Sculptures des sables
de Eric Chartier

critiqué par Eric Eliès, le 12 septembre 2023
( - 49 ans)


La note:  étoiles
Sculptées par le sable, la mer, le soleil et le vent
Comment, devant les photographies de ce très beau recueil de grand format, ne pas songer au titre du recueil de Marguerite Yourcenar : " le temps, ce grand sculpteur " ? L'auteur, Eric Chartier, a longtemps travaillé, au sein de l’ONF, à la préservation du littoral landais et à la stabilisation des dunes. Dans une courte préface, il explique que l’une des techniques de ce vaste chantier, lancé à la fin du 19ème siècle, consistait à ériger sur les dunes des palissades en pin qui cassaient le vent et retenaient le sable. Ces planches, peu à peu ensevelies et disloquées, ont été érodées par le soleil, l’air salin et le sable, et se sont transformées au fil des années, comme lentement sculptées par une main invisible qui leur a donné des formes à la fois tourmentées et régulières, où l’œil distingue des formes et des motifs d’une mystérieuse beauté.

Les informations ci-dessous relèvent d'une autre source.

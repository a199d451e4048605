//! Language identification: extension table first, weighted content signatures second.

pub mod detect;
pub mod types;

pub use detect::{detect_language, Detection};
pub use types::Language;
//! HTTP identity provider

use crate::models::{ErrorPayload, SessionPayload};
use async_trait::async_trait;
use psicov_session::{
    AuthEvent, AuthEventBus, AuthEvents, AuthSession, IdentityProvider, ProviderError,
    SessionError, SessionResult,
};
use reqwest::{Client, StatusCode};
use std::time::Duration;
use tokio::sync::Mutex;
use tracing::{debug, info, warn};

/// Window before expiry inside which a session is refreshed ahead of use
const REFRESH_AHEAD_MINUTES: i64 = 5;

/// Timeout for auth requests
const REQUEST_TIMEOUT_SECS: u64 = 30;

/// Connection settings for the auth service.
#[derive(Debug, Clone)]
pub struct RestProviderConfig {
    /// Base URL of the auth endpoints, without a trailing slash
    pub base_url: String,

    /// Project API key sent with every request
    pub anon_key: String,
}

impl RestProviderConfig {
    /// Create connection settings with explicit values
    pub fn new(base_url: impl Into<String>, anon_key: impl Into<String>) -> Self {
        let mut base_url = base_url.into();
        while base_url.ends_with('/') {
            base_url.pop();
        }

        Self {
            base_url,
            anon_key: anon_key.into(),
        }
    }

    /// Read connection settings from `PSICOV_AUTH_URL` and
    /// `PSICOV_AUTH_ANON_KEY`
    pub fn from_env() -> SessionResult<Self> {
        let base_url = std::env::var("PSICOV_AUTH_URL")
            .map_err(|_| SessionError::Config("PSICOV_AUTH_URL is not set".to_string()))?;
        let anon_key = std::env::var("PSICOV_AUTH_ANON_KEY")
            .map_err(|_| SessionError::Config("PSICOV_AUTH_ANON_KEY is not set".to_string()))?;

        Ok(Self::new(base_url, anon_key))
    }
}

/// Identity provider backed by the auth service's REST endpoints.
///
/// Holds the current session in memory and refreshes it ahead of expiry, so
/// `current_session` always answers with a token that is still usable.
/// Sign-ins, refreshes, and sign-outs are announced on the event bus.
pub struct RestIdentityProvider {
    http: Client,
    config: RestProviderConfig,
    bus: AuthEventBus,
    session: Mutex<Option<AuthSession>>,
}

impl RestIdentityProvider {
    /// Create a provider for the given auth service.
    pub fn new(config: RestProviderConfig) -> Result<Self, ProviderError> {
        let http = Client::builder()
            .timeout(Duration::from_secs(REQUEST_TIMEOUT_SECS))
            .build()
            .map_err(|e| ProviderError::Connection(format!("failed to create HTTP client: {e}")))?;

        Ok(Self {
            http,
            config,
            bus: AuthEventBus::new(),
            session: Mutex::new(None),
        })
    }

    /// Get a reference to the connection settings
    pub fn config(&self) -> &RestProviderConfig {
        &self.config
    }

    /// Seed the held session, typically from a persisted copy at startup.
    ///
    /// The session is not validated here; the next `current_session` call
    /// refreshes it if it turns out to be stale.
    pub async fn restore_session(&self, session: AuthSession) {
        *self.session.lock().await = Some(session);
    }

    /// Exchange an email/password pair for a session.
    ///
    /// On success the session becomes the held one and `SignedIn` is
    /// announced on the event bus.
    pub async fn sign_in_with_password(
        &self,
        email: &str,
        password: &str,
    ) -> Result<AuthSession, ProviderError> {
        let response = self
            .http
            .post(format!("{}/token", self.config.base_url))
            .query(&[("grant_type", "password")])
            .header("apikey", &self.config.anon_key)
            .json(&serde_json::json!({ "email": email, "password": password }))
            .send()
            .await
            .map_err(request_error)?;

        let status = response.status();
        if status == StatusCode::BAD_REQUEST || status == StatusCode::UNAUTHORIZED {
            return Err(ProviderError::InvalidCredentials);
        }
        if !status.is_success() {
            return Err(api_error(status, response).await);
        }

        let payload: SessionPayload = response.json().await.map_err(request_error)?;
        let session = payload.into_session();

        *self.session.lock().await = Some(session.clone());
        info!(user = %session.identity.id, "signed in");
        self.bus.emit(AuthEvent::SignedIn(session.clone()));

        Ok(session)
    }

    /// End the current session.
    ///
    /// The revocation call is best-effort: the held session is dropped and
    /// `SignedOut` announced even when the service cannot be reached.
    pub async fn sign_out(&self) {
        let session = self.session.lock().await.take();

        if let Some(session) = &session {
            let result = self
                .http
                .post(format!("{}/logout", self.config.base_url))
                .header("apikey", &self.config.anon_key)
                .bearer_auth(&session.access_token)
                .send()
                .await;

            match result {
                Ok(response) if !response.status().is_success() => {
                    warn!(status = %response.status(), "logout rejected by auth service");
                }
                Err(err) => {
                    warn!(error = %err, "could not reach auth service for logout");
                }
                Ok(_) => {}
            }
        }

        self.bus.emit(AuthEvent::SignedOut);
    }

    /// Exchange the refresh token for a replacement session.
    ///
    /// `Ok(None)` means the service definitively rejected the refresh token;
    /// transport and server failures come back as errors so the caller can
    /// keep the session it has.
    async fn refresh(&self, refresh_token: &str) -> Result<Option<AuthSession>, ProviderError> {
        let response = self
            .http
            .post(format!("{}/token", self.config.base_url))
            .query(&[("grant_type", "refresh_token")])
            .header("apikey", &self.config.anon_key)
            .json(&serde_json::json!({ "refresh_token": refresh_token }))
            .send()
            .await
            .map_err(request_error)?;

        let status = response.status();
        if status == StatusCode::BAD_REQUEST || status == StatusCode::UNAUTHORIZED {
            let reason = decode_error_body(response).await;
            info!(%status, reason = %reason, "refresh token rejected, session is over");
            return Ok(None);
        }
        if !status.is_success() {
            return Err(api_error(status, response).await);
        }

        let payload: SessionPayload = response.json().await.map_err(request_error)?;
        Ok(Some(payload.into_session()))
    }
}

#[async_trait]
impl IdentityProvider for RestIdentityProvider {
    async fn current_session(&self) -> Result<Option<AuthSession>, ProviderError> {
        let mut held = self.session.lock().await;

        let Some(session) = held.as_ref() else {
            return Ok(None);
        };

        if !session.expires_within(chrono::Duration::minutes(REFRESH_AHEAD_MINUTES)) {
            return Ok(Some(session.clone()));
        }

        debug!("access token inside the refresh window, refreshing");
        let refresh_token = session.refresh_token.clone();
        match self.refresh(&refresh_token).await {
            Ok(Some(renewed)) => {
                *held = Some(renewed.clone());
                self.bus.emit(AuthEvent::TokenRefreshed(renewed.clone()));
                Ok(Some(renewed))
            }
            Ok(None) => {
                *held = None;
                Ok(None)
            }
            Err(err) => Err(err),
        }
    }

    fn subscribe(&self) -> AuthEvents {
        self.bus.subscribe()
    }
}

/// Map a transport-level failure onto the provider error taxonomy.
fn request_error(err: reqwest::Error) -> ProviderError {
    if err.is_timeout() {
        ProviderError::Timeout(err.to_string())
    } else if err.is_decode() {
        ProviderError::Decode(err.to_string())
    } else {
        ProviderError::Connection(err.to_string())
    }
}

/// Build an `Api` error from a non-success response, salvaging the error
/// body when one is readable.
async fn api_error(status: StatusCode, response: reqwest::Response) -> ProviderError {
    ProviderError::Api {
        status: status.as_u16(),
        message: decode_error_body(response).await,
    }
}

async fn decode_error_body(response: reqwest::Response) -> String {
    match response.json::<ErrorPayload>().await {
        Ok(payload) => payload.message(),
        Err(_) => "unreadable error body".to_string(),
    }
}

Eric Chartier nous propose des photographies d’ensemble et de détail, qui font irrésistiblement songer à des œuvres d’art plantées en pleine nature, entre la terre sableuse et le bleu du ciel. Bien des artistes rêveraient d’être capables de composer de telles arabesques dans les courbures et les ondulations du bois patiné par les ans, ou d’impulser pareil élan dans la verticalité des planches décharnées et blanchies, dressées comme d’étranges silhouettes hiératiques rêvées par Brancusi ou par Giacometti, où des nœuds, des fissures, des rides, des sillons et des fentes esquissent des yeux et des bouches comme si elles attendaient un souffle de vie… On ne sait plus ce qu’on regarde dans ces formes troublantes, où la patine et les craquelures du bois semblent épouser le grain et la couleur d'un vieux cuir : elles ont à la fois la beauté des ruines et la fragilité délicate du vivant, comme si elles appartenaient simultanément à tous les règnes minéral, végétal et animal !

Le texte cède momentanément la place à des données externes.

//! Wire types for the auth service's REST endpoints

use chrono::{DateTime, Duration, Utc};
use psicov_session::{AuthSession, Identity, UserRole};
use serde::{Deserialize, Serialize};
use uuid::Uuid;

/// Response from the token endpoint (password grant or refresh)
#[derive(Debug, Clone, Serialize, Deserialize)]
pub struct SessionPayload {
    /// JWT access token
    pub access_token: String,

    /// Token type (always "bearer")
    pub token_type: String,

    /// Seconds until the access token expires
    pub expires_in: i64,

    /// Refresh token for obtaining a replacement session
    pub refresh_token: String,

    /// The principal the tokens were issued to
    pub user: UserPayload,
}

impl SessionPayload {
    /// Convert the wire payload into a session, anchoring the relative
    /// expiry to the local clock.
    pub fn into_session(self) -> AuthSession {
        // The expiry is provider-controlled; an out-of-range value
        // saturates instead of panicking.
        let expires_at = match Duration::try_seconds(self.expires_in)
            .and_then(|ttl| Utc::now().checked_add_signed(ttl))
        {
            Some(at) => at,
            None if self.expires_in >= 0 => DateTime::<Utc>::MAX_UTC,
            None => DateTime::<Utc>::MIN_UTC,
        };

        AuthSession {
            access_token: self.access_token,
            token_type: self.token_type,
            refresh_token: self.refresh_token,
            expires_at,
            identity: self.user.into_identity(),
        }
    }
}

/// User record as the auth endpoints return it
#[derive(Debug, Clone, Serialize, Deserialize)]
pub struct UserPayload {
    /// Stable user id
    pub id: Uuid,

    /// Sign-in email address
    pub email: String,

    /// Profile attributes captured at sign-up
    #[serde(default)]
    pub user_metadata: Option<UserMetadata>,

    /// Account creation time
    pub created_at: DateTime<Utc>,
}

impl UserPayload {
    /// Flatten the nested metadata into an identity.
    ///
    /// Accounts created before roles existed carry no role attribute; they
    /// are treated as patients.
    pub fn into_identity(self) -> Identity {
        let metadata = self.user_metadata.unwrap_or_default();

        Identity {
            id: self.id,
            email: self.email,
            first_name: metadata.first_name,
            last_name: metadata.last_name,
            role: metadata.role.unwrap_or(UserRole::Patient),
            created_at: self.created_at,
        }
    }
}

/// Profile attributes nested under `user_metadata`
#[derive(Debug, Clone, Default, Serialize, Deserialize)]
pub struct UserMetadata {
    /// Given name
    #[serde(default)]
    pub first_name: Option<String>,

    /// Family name
    #[serde(default)]
    pub last_name: Option<String>,

    /// Product role; absent on accounts predating role capture
    #[serde(default)]
    pub role: Option<UserRole>,
}

/// Error body the auth endpoints return
///
/// The field carrying the human-readable text varies by endpoint, so every
/// known spelling is accepted.
#[derive(Debug, Clone, Serialize, Deserialize)]
pub struct ErrorPayload {
    /// Machine-readable error code
    #[serde(default)]
    pub error: Option<String>,

    /// Human-readable error description
    #[serde(default)]
    pub error_description: Option<String>,

    /// Alternate message field used by some endpoints
    #[serde(default)]
    pub msg: Option<String>,
}

impl ErrorPayload {
    /// Pick the most descriptive message available.
    pub fn message(&self) -> String {
        self.error_description
            .clone()
            .or_else(|| self.msg.clone())
            .or_else(|| self.error.clone())
            .unwrap_or_else(|| "unknown error".to_string())
    }
}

Les photographies, le plus souvent de grand format, en pleine page, sont accompagnées de courtes citations poétiques, principalement de Guillevic mais également de Paul Eluard, d’Andrée Chédid, de Michel Onfray, d’Henri Thoreau, etc. qui évoquent le passage du temps, le rapport de l’homme à la nature et la présence, muette et invisible, des choses :

La nature s’est prise aux filets de ta vie. L’arbre, ton ombre, montre sa chair nue : le ciel. Il a la voix du sable et les gestes du vent et tout ce que tu dis bouge derrière toi
(Paul Eluard)

Nota : même si le livre porte le sigle de l'ONF, il s'agit probablement d'une auto-édition car on ne trouve aucune mention d'éditeur et de copyright, ce qui explique probablement le prix un peu élevé de l'ouvrage (26 euros) pour un livre broché au format d'une revue d'art, même s'il est très joliment imprimé sur papier glacé.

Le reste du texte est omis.